Your task >>
For the entries below, say how many lines include the word "NativeError" and add nothing else.

Provided records >>

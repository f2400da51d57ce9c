//! `Result` helpers for wrapping errors into a chain.

use crate::cause::Payload;
use crate::ChainedError;

/// Wrap the error of a `Result` in a [`ChainedError`], keeping it as the cause.
pub trait ResultExt<T> {
    fn wrap_err(self, message: impl Into<String>) -> Result<T, ChainedError>;

    /// Like [`wrap_err`](Self::wrap_err), building the message only on failure.
    fn wrap_err_with<M, F>(self, f: F) -> Result<T, ChainedError>
    where
        M: Into<String>,
        F: FnOnce() -> M;
}

impl<T, E> ResultExt<T> for Result<T, E>
where
    E: std::error::Error + Send + Sync + 'static,
{
    fn wrap_err(self, message: impl Into<String>) -> Result<T, ChainedError> {
        self.map_err(|e| ChainedError::with_cause(message, Payload::native(e)))
    }

    fn wrap_err_with<M, F>(self, f: F) -> Result<T, ChainedError>
    where
        M: Into<String>,
        F: FnOnce() -> M,
    {
        self.map_err(|e| ChainedError::with_cause(f(), Payload::native(e)))
    }
}

#[cfg(test)]
mod tests {
    use super::*;
    use std::io;

    #[test]
    fn wrap_err_keeps_original_as_cause() {
        let res: Result<(), io::Error> = Err(io::Error::from_raw_os_error(28));
        let err = res.wrap_err("disk full").unwrap_err();
        let rec = err.to_object(false);
        assert_eq!(rec.message.as_deref(), Some("disk full"));
        let cause = rec.chain().nth(1).expect("cause record");
        assert_eq!(cause.name.as_deref(), Some("io::Error"));
        assert_eq!(cause.code, Some(crate::Code::Number(28)));
    }

    #[test]
    fn wrapping_a_chained_error_keeps_its_chain() {
        let inner: Result<(), ChainedError> =
            Err(ChainedError::with_cause("read failed", ChainedError::new("eof")));
        let err = inner.wrap_err_with(|| format!("loading {}", "config.toml")).unwrap_err();
        let messages: Vec<_> = err
            .to_object(false)
            .chain()
            .filter_map(|r| r.message.clone())
            .collect();
        assert_eq!(messages, ["loading config.toml", "read failed", "eof"]);
    }

    #[test]
    fn ok_passes_through() {
        let res: Result<u8, io::Error> = Ok(7);
        assert_eq!(res.wrap_err_with(|| -> String { unreachable!() }).unwrap(), 7);
    }
}
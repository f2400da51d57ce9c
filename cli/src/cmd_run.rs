//! `errchain run` — run a command and report its failure as a serialized chain.

use std::io;
use std::process::{Command, ExitStatus};

use anyhow::Result;
use errchain_core::{
    ChainedError, ErrorLike, NativeError, Payload, ProcessFailure, SerializeOptions,
};

/// Run `program args..` with inherited stdio. On failure the serialized chain
/// is printed to stdout and the returned code is the child's exit code
/// (1 when it has none).
pub fn run(program: &str, args: &[String], opts: SerializeOptions, pretty: bool) -> Result<i32> {
    tracing::info!(program, ?args, "spawning");
    let outcome = Command::new(program).args(args).status();

    let Some(err) = failure(program, outcome) else {
        return Ok(0);
    };
    let exit = exit_code(program, &err);
    tracing::warn!(program, exit, "command failed");

    let record = opts.serialize_error(&err);
    let out = if pretty {
        serde_json::to_string_pretty(&record)?
    } else {
        serde_json::to_string(&record)?
    };
    println!("{out}");
    Ok(exit)
}

/// The error chain for a spawn outcome, `None` on success.
fn failure(program: &str, outcome: io::Result<ExitStatus>) -> Option<ChainedError> {
    match outcome {
        Ok(status) if status.success() => None,
        Ok(status) => Some(ChainedError::with_cause(
            format!("command `{program}` failed"),
            ProcessFailure::new(program, status),
        )),
        Err(e) => Some(
            ChainedError::builder()
                .name("SpawnError")
                .message(format!("could not start `{program}`"))
                .cause(NativeError::new(e))
                .build(),
        ),
    }
}

fn exit_code(program: &str, err: &ChainedError) -> i32 {
    let status = err
        .cause()
        .payload()
        .and_then(|p| match p {
            Payload::Error(e) => e.as_std_error(),
            Payload::Value(_) => None,
        })
        .and_then(|e| e.downcast_ref::<ProcessFailure>())
        .and_then(ProcessFailure::exit_code);
    if status.is_none() {
        tracing::debug!(program, "no exit code, reporting 1");
    }
    status.unwrap_or(1)
}
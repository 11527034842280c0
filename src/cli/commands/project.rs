//! Project command implementations.

use crate::api::{self, TaigaApi};
use crate::cli::CliResult;
use crate::config::ConfigPaths;
use crate::context::ContextError;

use super::{connect, require_config};

/// List projects, either the caller's or every visible one.
pub fn ls(paths: &ConfigPaths, all: bool) -> CliResult {
    let (_config, api) = connect(paths)?;

    let member = if all {
        None
    } else {
        Some(api.current_user()?.id)
    };
    let projects = api.list_projects(member)?;

    if projects.is_empty() {
        println!("No projects found.");
        return Ok(());
    }

    let scope = if all { "all" } else { "your" };
    println!("Projects ({scope} projects):");
    for project in &projects {
        println!("- {} \x1b[2m(slug: {})\x1b[0m", project.name, project.slug);
    }
    Ok(())
}

/// Show the default configured project.
pub fn show_default(paths: &ConfigPaths) -> CliResult {
    let config = require_config(paths)?;
    let slug = config
        .default_project
        .ok_or(ContextError::NoDefaultProject)?;
    println!("Default project: \x1b[36m{slug}\x1b[0m");
    Ok(())
}

/// Set the default project after checking the slug resolves.
pub fn set_default(paths: &ConfigPaths, slug: &str) -> CliResult {
    let (mut config, api) = connect(paths)?;

    let project = api::find_project_by_slug(&api, slug)?;
    config.default_project = Some(project.slug.clone());
    config.save(paths)?;

    println!(
        "\x1b[32m✓\x1b[0m Default project set to '{}' (slug: {}).",
        project.name, project.slug
    );
    Ok(())
}
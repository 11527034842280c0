//! Command implementations for the taiga CLI.
//!
//! This module contains the actual implementations of CLI commands,
//! separated from the argument parsing definitions in cli/mod.rs.

pub mod completions;
pub mod config;
pub mod login;
pub mod project;
pub mod sprint;
pub mod stories;

use crate::api::{HttpApi, HttpAuth, UserStory};
use crate::cli::CliError;
use crate::config::{ConfigPaths, TaigaConfig};
use crate::session::{SessionError, SessionManager, StdinPrompt};
use crate::stats::UNASSIGNED;

/// Load the config, failing with the not-configured remediation message.
pub(crate) fn require_config(paths: &ConfigPaths) -> Result<TaigaConfig, CliError> {
    Ok(TaigaConfig::load(paths)?.ok_or(SessionError::NotConfigured)?)
}

/// Establish a session and build an authenticated API client.
///
/// This is the single entry into the credential lifecycle for every
/// remote-querying command: valid cached token, or password prompt plus
/// one re-authentication.
pub(crate) fn connect(paths: &ConfigPaths) -> Result<(TaigaConfig, HttpApi), CliError> {
    let auth = HttpAuth::new()?;
    let prompt = StdinPrompt;
    let credentials = SessionManager::new(paths, &auth, &prompt).ensure_session()?;
    let config = require_config(paths)?;
    let api = HttpApi::with_token(credentials.api_url, credentials.token)?;
    Ok((config, api))
}

/// Render one story the way every listing report prints it.
pub(crate) fn story_line(story: &UserStory) -> String {
    let assignee = story.assignee().unwrap_or(UNASSIGNED);
    let status = if story.is_closed { "Closed" } else { "Open" };
    format!(
        "{} \x1b[2m(Assigned to: {}, Status: {}, Points: {})\x1b[0m",
        story.subject,
        assignee,
        status,
        story.points()
    )
}

#[cfg(test)]
mod tests {
    use super::*;
    use crate::api::AssignedInfo;

    #[test]
    fn test_story_line_renders_assignee_and_status() {
        let story = UserStory {
            subject: "Fix login".to_string(),
            is_closed: true,
            total_points: Some(5.0),
            assigned_to_extra_info: Some(AssignedInfo {
                username: "alice".to_string(),
                full_name_display: None,
            }),
            milestone_name: None,
        };
        let line = story_line(&story);
        assert!(line.contains("Fix login"));
        assert!(line.contains("Assigned to: alice"));
        assert!(line.contains("Status: Closed"));
        assert!(line.contains("Points: 5"));
    }

    #[test]
    fn test_story_line_unassigned_does_not_panic() {
        let story = UserStory {
            subject: "Orphan".to_string(),
            is_closed: false,
            total_points: None,
            assigned_to_extra_info: None,
            milestone_name: None,
        };
        let line = story_line(&story);
        assert!(line.contains("Assigned to: Unassigned"));
        assert!(line.contains("Points: 0"));
    }
}
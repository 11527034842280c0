//! Entity models for the Taiga REST API.
//!
//! Deserialised views of the listing payloads, restricted to the fields
//! the reports consume. All entities are read-only from the client's
//! perspective.

use serde::Deserialize;

/// A Taiga project.
#[derive(Debug, Clone, PartialEq, Deserialize)]
pub struct Project {
    /// Numeric project id.
    pub id: i64,
    /// Human-readable unique identifier.
    pub slug: String,
    /// Display name.
    pub name: String,
}

/// A sprint (Taiga calls these milestones), scoped to a project.
#[derive(Debug, Clone, PartialEq, Deserialize)]
pub struct Milestone {
    /// Numeric milestone id.
    pub id: i64,
    /// Human-readable unique identifier within the project.
    pub slug: String,
    /// Display name.
    pub name: String,
    /// Whether the sprint has been closed.
    #[serde(default)]
    pub closed: bool,
}

/// A Taiga user.
#[derive(Debug, Clone, PartialEq, Deserialize)]
pub struct User {
    /// Numeric user id.
    pub id: i64,
    /// Login name.
    pub username: String,
    /// Display name, when the profile has one.
    #[serde(default)]
    pub full_name_display: Option<String>,
}

/// Assignee details embedded in a user story payload.
#[derive(Debug, Clone, PartialEq, Deserialize)]
pub struct AssignedInfo {
    /// Login name of the assignee.
    pub username: String,
    /// Display name of the assignee.
    #[serde(default)]
    pub full_name_display: Option<String>,
}

/// A user story, the unit every report aggregates over.
#[derive(Debug, Clone, PartialEq, Deserialize)]
pub struct UserStory {
    /// Story title.
    pub subject: String,
    /// Whether the story's status counts as closed.
    #[serde(default)]
    pub is_closed: bool,
    /// Estimated points; null until the story is estimated.
    #[serde(default)]
    pub total_points: Option<f64>,
    /// Assignee details; null for unassigned stories.
    #[serde(default)]
    pub assigned_to_extra_info: Option<AssignedInfo>,
    /// Name of the sprint the story is scheduled in; null for backlog.
    #[serde(default)]
    pub milestone_name: Option<String>,
}

impl UserStory {
    /// Assignee username, or `None` when unassigned.
    pub fn assignee(&self) -> Option<&str> {
        self.assigned_to_extra_info
            .as_ref()
            .map(|info| info.username.as_str())
    }

    /// Points with the absent-estimate case treated as zero.
    pub fn points(&self) -> f64 {
        self.total_points.unwrap_or(0.0)
    }
}
//! Completions command implementation.

use clap::CommandFactory;
use clap_complete::{generate, Shell};
use std::io;

use crate::cli::{Cli, CliError, CliResult};

/// Execute the completions command.
pub fn run(shell: &str) -> CliResult {
    let shell_enum = match shell {
        "bash" => Shell::Bash,
        "zsh" => Shell::Zsh,
        "fish" => Shell::Fish,
        _ => return Err(CliError::UnsupportedShell(shell.to_string())),
    };

    let mut cmd = Cli::command();
    generate(shell_enum, &mut cmd, "taiga", &mut io::stdout());

    Ok(())
}

#[cfg(test)]
mod tests {
    use super::*;

    #[test]
    fn test_unsupported_shell_is_rejected() {
        let err = run("powershell").unwrap_err();
        assert!(err.to_string().contains("Unsupported shell"));
        assert!(err.to_string().contains("powershell"));
    }
}
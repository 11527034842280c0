//! Session and credential lifecycle.
//!
//! [`SessionManager`] owns the cached-token flow: a persisted token that
//! is still valid yields credentials with no network traffic; an absent
//! or expired token triggers a password prompt and exactly one
//! re-authentication call. A failed re-authentication is surfaced as
//! [`SessionError::ReauthFailed`] and leaves the persisted token alone.

use std::io::{self, Write};

use chrono::Local;

use crate::api::ApiError;
use crate::config::{ConfigPaths, SessionToken, StoreError, TaigaConfig};

/// Error type for session operations.
#[derive(Debug, thiserror::Error)]
pub enum SessionError {
    /// No configuration record exists yet.
    #[error("Configuration not found. Run `taiga config` first")]
    NotConfigured,
    /// The transparent re-login was rejected.
    #[error("Re-login failed: {0}. Run `taiga login` manually")]
    ReauthFailed(String),
    /// A store read or write failed.
    #[error(transparent)]
    Store(#[from] StoreError),
    /// Reading the password from the terminal failed.
    #[error("Failed to read password: {0}")]
    Prompt(#[from] io::Error),
}

/// Everything needed to build an authenticated client.
#[derive(Debug, Clone)]
pub struct Credentials {
    /// Base URL of the Taiga instance.
    pub api_url: String,
    /// Bearer token, valid at the time it was produced.
    pub token: String,
}

/// The remote authentication endpoint, as the session manager sees it.
pub trait Authenticator {
    /// Exchange credentials for a bearer token.
    fn authenticate(
        &self,
        api_url: &str,
        username: &str,
        password: &str,
    ) -> Result<String, ApiError>;
}

/// Interactive password source.
pub trait PasswordPrompt {
    /// Ask the user for their password.
    fn read_password(&self, prompt: &str) -> io::Result<String>;
}

/// Terminal-backed password prompt.
pub struct StdinPrompt;

impl PasswordPrompt for StdinPrompt {
    fn read_password(&self, prompt: &str) -> io::Result<String> {
        print!("{prompt}");
        io::stdout().flush()?;

        let mut input = String::new();
        io::stdin().read_line(&mut input)?;
        Ok(input.trim_end_matches(['\r', '\n']).to_string())
    }
}

/// Owner of the cached-token lifecycle.
pub struct SessionManager<'a> {
    paths: &'a ConfigPaths,
    auth: &'a dyn Authenticator,
    prompt: &'a dyn PasswordPrompt,
}

impl<'a> SessionManager<'a> {
    /// Wire a manager to its stores and collaborators.
    pub fn new(
        paths: &'a ConfigPaths,
        auth: &'a dyn Authenticator,
        prompt: &'a dyn PasswordPrompt,
    ) -> Self {
        Self {
            paths,
            auth,
            prompt,
        }
    }

    /// Produce credentials, re-authenticating transparently if needed.
    ///
    /// A valid cached token is returned as-is with zero network calls.
    /// Otherwise the user is prompted for their password and the
    /// authentication endpoint is called at most once; on success the
    /// new token is persisted (superseding the old record), on failure
    /// the persisted token is left untouched.
    pub fn ensure_session(&self) -> Result<Credentials, SessionError> {
        let config = TaigaConfig::load(self.paths)?.ok_or(SessionError::NotConfigured)?;

        if let Some(cached) = SessionToken::load(self.paths)? {
            if cached.is_valid(Local::now()) {
                return Ok(Credentials {
                    api_url: config.api_url,
                    token: cached.token,
                });
            }
            println!("\x1b[2mToken is invalid or expired. Attempting re-login...\x1b[0m");
        }

        let password = self.prompt.read_password("Enter your Taiga password: ")?;
        let token = self.login_and_save(&config, &password)?;
        Ok(Credentials {
            api_url: config.api_url,
            token: token.token,
        })
    }

    /// Authenticate with a known password and persist the new token.
    ///
    /// Used both by the transparent re-login above and by the explicit
    /// `taiga login` command.
    pub fn login_and_save(
        &self,
        config: &TaigaConfig,
        password: &str,
    ) -> Result<SessionToken, SessionError> {
        let token = self
            .auth
            .authenticate(&config.api_url, &config.username, password)
            .map_err(|e| SessionError::ReauthFailed(e.to_string()))?;

        let session = SessionToken::issue(token);
        session.save(self.paths)?;
        Ok(session)
    }
}
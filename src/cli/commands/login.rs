//! Login command implementation.
//!
//! Explicit re-authentication: prompts for the password and caches a
//! fresh token, superseding whatever was stored before.

use crate::api::HttpAuth;
use crate::cli::CliResult;
use crate::config::ConfigPaths;
use crate::session::{PasswordPrompt, SessionManager, StdinPrompt};

use super::require_config;

/// Execute the login command.
pub fn run(paths: &ConfigPaths) -> CliResult {
    let config = require_config(paths)?;

    println!("\x1b[1m--- Login to Taiga ---\x1b[0m");
    let prompt = StdinPrompt;
    let password = prompt.read_password("Enter your Taiga password: ")?;

    let auth = HttpAuth::new()?;
    let manager = SessionManager::new(paths, &auth, &prompt);
    let token = manager.login_and_save(&config, &password)?;

    println!(
        "\x1b[32m✓\x1b[0m Login successful! Token valid until {}",
        token.expiration.format("%Y-%m-%d %H:%M:%S")
    );
    Ok(())
}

Answer space >>
2